Milk and Water Storage Jugs:
Empty milk jugs are perfect for resistance
training. They can be the one-gallon/four-liter
size or the half-gallon/two-liter size (depending on how much resistance
you wish to
have). Simply fill the jug up with water and voila! You have a dumbell.
How high you fill the jug will determine
how heavy your dumbell is (be aware that water
will slosh if the jug is not full). A full gallon of water weighs
about eight pounds. If you
need more resistance than what can be supplied by water, try filling
the jug up with sand
or dirt. If you want it even heavier, gravel will work also.
Buckets:
This can be anything from a mop bucket
to a child's sand bucket (make sure it has a
sturdy handle). Simply fill it up with something, e.g. cans or books
or even sand or rocks.
Duffel Bags:
The duffel bag is a useful resistance-holder.

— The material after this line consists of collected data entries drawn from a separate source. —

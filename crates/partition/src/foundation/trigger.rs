//! Coalescing delayed trigger

use std::sync::{Arc, Mutex, PoisonError};
use std::time::Duration;

use tokio::sync::Notify;
use tokio::time::Instant;
use tokio_util::task::TaskTracker;

struct Window {
    /// Soft deadline: pushed forward by each call
    deadline: Instant,
    /// Hard deadline: fixed at the first call of the window
    hard_deadline: Instant,
}

/// A one-shot scheduled action that absorbs repeated requests.
///
/// Calling [`execute_with_delay`](Self::execute_with_delay) ensures the
/// action fires after at least `min_delay` and at most `max_delay` from the
/// first call of the current pending window. Calls arriving while a window is
/// pending push the soft deadline forward but never past the hard deadline,
/// so a steady stream of requests still fires periodically.
pub struct CoalescingDelayedTrigger {
    min_delay: Duration,
    max_delay: Duration,
    action: Arc<dyn Fn() + Send + Sync>,
    window: Arc<Mutex<Option<Window>>>,
    rearm: Arc<Notify>,
    tracker: TaskTracker,
}

impl CoalescingDelayedTrigger {
    /// Create a trigger running `action` on the given delays.
    ///
    /// `min_delay` must not exceed `max_delay`.
    pub fn new(
        min_delay: Duration,
        max_delay: Duration,
        action: impl Fn() + Send + Sync + 'static,
    ) -> Self {
        debug_assert!(min_delay <= max_delay);
        Self {
            min_delay,
            max_delay,
            action: Arc::new(action),
            window: Arc::new(Mutex::new(None)),
            rearm: Arc::new(Notify::new()),
            tracker: TaskTracker::new(),
        }
    }

    /// Request the action. Starts a pending window if none is open, otherwise
    /// extends the current one up to its hard deadline.
    pub fn execute_with_delay(&self) {
        let now = Instant::now();
        let mut window = self
            .window
            .lock()
            .unwrap_or_else(PoisonError::into_inner);

        match window.as_mut() {
            Some(pending) => {
                pending.deadline = (now + self.min_delay).min(pending.hard_deadline);
                self.rearm.notify_one();
            }
            None => {
                *window = Some(Window {
                    deadline: now + self.min_delay,
                    hard_deadline: now + self.max_delay,
                });
                drop(window);
                self.spawn_waiter();
            }
        }
    }

    fn spawn_waiter(&self) {
        let window = self.window.clone();
        let rearm = self.rearm.clone();
        let action = self.action.clone();

        self.tracker.spawn(async move {
            loop {
                let deadline = match window
                    .lock()
                    .unwrap_or_else(PoisonError::into_inner)
                    .as_ref()
                {
                    Some(pending) => pending.deadline.min(pending.hard_deadline),
                    None => return,
                };

                tokio::select! {
                    _ = tokio::time::sleep_until(deadline) => {
                        window
                            .lock()
                            .unwrap_or_else(PoisonError::into_inner)
                            .take();
                        action();
                        return;
                    }
                    _ = rearm.notified() => {
                        // deadline moved; re-read it
                    }
                }
            }
        });
    }
}

#[cfg(test)]
mod tests {
    use super::*;
    use std::sync::atomic::{AtomicUsize, Ordering};

    #[tokio::test]
    async fn fires_once_per_window() {
        let fired = Arc::new(AtomicUsize::new(0));
        let counter = fired.clone();
        let trigger = CoalescingDelayedTrigger::new(
            Duration::from_millis(20),
            Duration::from_millis(100),
            move || {
                counter.fetch_add(1, Ordering::SeqCst);
            },
        );

        for _ in 0..5 {
            trigger.execute_with_delay();
        }

        tokio::time::sleep(Duration::from_millis(60)).await;
        assert_eq!(fired.load(Ordering::SeqCst), 1);
    }

    #[tokio::test]
    async fn hard_deadline_bounds_extension() {
        let fired = Arc::new(AtomicUsize::new(0));
        let counter = fired.clone();
        let trigger = CoalescingDelayedTrigger::new(
            Duration::from_millis(30),
            Duration::from_millis(80),
            move || {
                counter.fetch_add(1, Ordering::SeqCst);
            },
        );

        // Keep poking more often than min_delay; the hard deadline must still
        // fire the action.
        for _ in 0..10 {
            trigger.execute_with_delay();
            tokio::time::sleep(Duration::from_millis(15)).await;
        }

        assert!(fired.load(Ordering::SeqCst) >= 1);
    }

    #[tokio::test]
    async fn new_window_opens_after_firing() {
        let fired = Arc::new(AtomicUsize::new(0));
        let counter = fired.clone();
        let trigger = CoalescingDelayedTrigger::new(
            Duration::from_millis(10),
            Duration::from_millis(40),
            move || {
                counter.fetch_add(1, Ordering::SeqCst);
            },
        );

        trigger.execute_with_delay();
        tokio::time::sleep(Duration::from_millis(30)).await;
        trigger.execute_with_delay();
        tokio::time::sleep(Duration::from_millis(30)).await;

        assert_eq!(fired.load(Ordering::SeqCst), 2);
    }
}
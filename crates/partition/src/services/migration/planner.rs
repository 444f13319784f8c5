//! Repartitioning planner
//!
//! Pure functions: given the current table and the available members,
//! produce the ordered migration decisions for the control task. Promotions
//! repair slots whose occupants left the cluster and are committed locally
//! in one batch; migrations move replicas between live members and require a
//! participant round-trip each.

use std::collections::HashSet;

use crate::foundation::{
    InternalPartition, MigrationInfo, PartitionReplica, MAX_REPLICA_COUNT,
};
use crate::services::state::arranger::{self, MemberGroup};

/// The outcome of one control-task planning round.
#[derive(Debug, Default)]
pub struct RepartitionPlan {
    /// Shift-up repairs for slots whose occupants are gone; committed as one
    /// batch with a version bump per promoted replica
    pub promotions: Vec<MigrationInfo>,

    /// The table after applying the promotions, used as the base the
    /// migrations were planned against
    pub compacted: Vec<InternalPartition>,

    /// Replica moves between live members, in execution order: owners before
    /// backups within a partition, drains of leaving members first across
    /// partitions
    pub migrations: Vec<MigrationInfo>,
}

impl RepartitionPlan {
    /// Whether the plan contains any work
    pub fn is_empty(&self) -> bool {
        self.promotions.is_empty() && self.migrations.is_empty()
    }
}

/// Plan a repartitioning round.
///
/// `alive` holds the replicas of every current data member (including ones
/// that requested shutdown); `groups` holds only the members that may receive
/// new replicas; `draining` marks members being drained for shutdown.
pub fn plan_repartitioning(
    current: &[InternalPartition],
    groups: &[MemberGroup],
    alive: &HashSet<PartitionReplica>,
    draining: &HashSet<PartitionReplica>,
    backup_count: usize,
) -> RepartitionPlan {
    let (promotions, compacted) = plan_promotions(current, alive);
    let migrations = plan_migrations(&compacted, groups, draining, backup_count);
    RepartitionPlan {
        promotions,
        compacted,
        migrations,
    }
}

/// Compact each partition's slots over the surviving replicas, producing one
/// promotion per replica that moved up.
fn plan_promotions(
    current: &[InternalPartition],
    alive: &HashSet<PartitionReplica>,
) -> (Vec<MigrationInfo>, Vec<InternalPartition>) {
    let mut promotions = Vec::new();
    let compacted = current
        .iter()
        .map(|partition| {
            if partition
                .replicas()
                .iter()
                .flatten()
                .all(|r| alive.contains(r))
            {
                return partition.clone();
            }

            let mut replicas = [None; MAX_REPLICA_COUNT];
            let mut next = 0;
            for (index, replica) in partition.replicas().iter().enumerate() {
                let Some(replica) = replica else { continue };
                if !alive.contains(replica) {
                    continue;
                }
                if index != next {
                    promotions.push(MigrationInfo::new(
                        partition.partition_id(),
                        None,
                        *replica,
                        None,
                        Some(index),
                        next,
                    ));
                }
                replicas[next] = Some(*replica);
                next += 1;
            }
            InternalPartition::with_replicas(partition.partition_id(), replicas)
        })
        .collect();
    (promotions, compacted)
}

/// Diff the compacted table against its rearrangement target and order the
/// resulting moves.
fn plan_migrations(
    compacted: &[InternalPartition],
    groups: &[MemberGroup],
    draining: &HashSet<PartitionReplica>,
    backup_count: usize,
) -> Vec<MigrationInfo> {
    let target = arranger::rearrange(compacted, groups, backup_count);

    let mut migrations = Vec::new();
    for (partition, target_replicas) in compacted.iter().zip(target.iter()) {
        for (index, target_replica) in target_replicas.iter().enumerate() {
            let current_replica = partition.replica(index).copied();
            let Some(destination) = target_replica else {
                // A slot beyond the achievable replica count stays as it is;
                // occupants referencing departed members were already
                // compacted away.
                continue;
            };
            if current_replica.as_ref() == Some(destination) {
                continue;
            }
            migrations.push(MigrationInfo::new(
                partition.partition_id(),
                current_replica,
                *destination,
                current_replica.map(|_| index),
                partition.replica_index_of(destination),
                index,
            ));
        }
    }

    // Owner moves already precede backup moves within a partition; pull
    // drains of leaving members to the front across partitions.
    migrations.sort_by_key(|m| {
        !m.source
            .as_ref()
            .is_some_and(|source| draining.contains(source))
    });
    migrations
}

#[cfg(test)]
mod tests {
    use super::*;
    use crate::foundation::PartitionId;
    use crate::services::state::arranger::{MemberGroupStrategy, PerMemberGroupStrategy};
    use gridmesh_cluster::{Member, NodeId};

    fn member(port: u16, seed: u8) -> Member {
        Member::new(
            format!("127.0.0.1:{port}").parse().unwrap(),
            NodeId::from_seed(seed),
        )
    }

    fn replica_of(member: &Member) -> PartitionReplica {
        PartitionReplica::from_member(member)
    }

    fn table_over(members: &[Member], partition_count: usize, backup_count: usize) -> Vec<InternalPartition> {
        let groups = PerMemberGroupStrategy.group_members(members);
        arranger::arrange_fresh(&groups, partition_count, backup_count)
            .into_iter()
            .enumerate()
            .map(|(p, replicas)| {
                InternalPartition::with_replicas(PartitionId::new(p as u32), replicas)
            })
            .collect()
    }

    #[test]
    fn stable_cluster_plans_nothing() {
        let members = vec![member(5701, 1), member(5702, 2), member(5703, 3)];
        let table = table_over(&members, 7, 1);
        let groups = PerMemberGroupStrategy.group_members(&members);
        let alive: HashSet<_> = members.iter().map(replica_of).collect();

        let plan = plan_repartitioning(&table, &groups, &alive, &HashSet::new(), 1);
        assert!(plan.is_empty());
    }

    #[test]
    fn dead_owner_is_promoted_from_backup() {
        let members = vec![member(5701, 1), member(5702, 2), member(5703, 3)];
        let table = table_over(&members, 7, 1);

        let survivors = vec![members[0].clone(), members[1].clone()];
        let groups = PerMemberGroupStrategy.group_members(&survivors);
        let alive: HashSet<_> = survivors.iter().map(replica_of).collect();
        let dead = replica_of(&members[2]);

        let plan = plan_repartitioning(&table, &groups, &alive, &HashSet::new(), 1);

        // Every partition that was owned by the dead member gets its backup
        // promoted into the owner slot.
        for promotion in &plan.promotions {
            assert_eq!(promotion.source, None);
            assert!(promotion.destination_new_replica_index < promotion.destination_current_replica_index.unwrap());
        }
        for partition in &plan.compacted {
            assert!(!partition.references(dead.address, dead.uuid));
        }
        // Backup holes left by the promotions are refilled by migrations.
        assert!(!plan.migrations.is_empty());
        for migration in &plan.migrations {
            assert!(alive.contains(&migration.destination));
        }
    }

    #[test]
    fn drain_moves_come_first() {
        let members = vec![member(5701, 1), member(5702, 2), member(5703, 3)];
        let table = table_over(&members, 7, 1);

        let leaving = members[2].clone();
        let staying = vec![members[0].clone(), members[1].clone()];
        let groups = PerMemberGroupStrategy.group_members(&staying);
        let alive: HashSet<_> = members.iter().map(replica_of).collect();
        let draining: HashSet<_> = [replica_of(&leaving)].into();

        let plan = plan_repartitioning(&table, &groups, &alive, &draining, 1);

        assert!(plan.promotions.is_empty());
        assert!(!plan.migrations.is_empty());
        let first_non_drain = plan
            .migrations
            .iter()
            .position(|m| !m.source.as_ref().is_some_and(|s| draining.contains(s)));
        if let Some(boundary) = first_non_drain {
            assert!(
                plan.migrations[boundary..]
                    .iter()
                    .all(|m| !m.source.as_ref().is_some_and(|s| draining.contains(s)))
            );
        }
        // The plan fully evacuates the leaving member.
        let leaving_replica = replica_of(&leaving);
        let evacuated: Vec<_> = plan
            .migrations
            .iter()
            .filter(|m| m.source.as_ref() == Some(&leaving_replica))
            .collect();
        let held: usize = table
            .iter()
            .filter(|p| p.references(leaving_replica.address, leaving_replica.uuid))
            .count();
        assert_eq!(evacuated.len(), held);
    }
}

Fill the duffel bag up with books or cans
or anything that has weight to it. The handles of the duffel bag make
it ideal for exercise
purposes. It's only drawback is its awkwardness and, in some exercises,
the limiting
effect it has on range of motion.
Backpacks:
Perfect for adding resistance to bodyweight
exercises, the backpack can be loaded with
items to easily increase or decrease resistance. It will function
similar to a weight vest
in that respect and it costs a whole lot less.
Conclusion:
Take these equipment ideas and turn
them loose in your house! You can plug these adapted
exercises in to just about any training program, thereby taking away
all your excuses for not
being able to train. And you may even find that some of these exercise
adaptations work
even BETTER for you than the normal gym versions.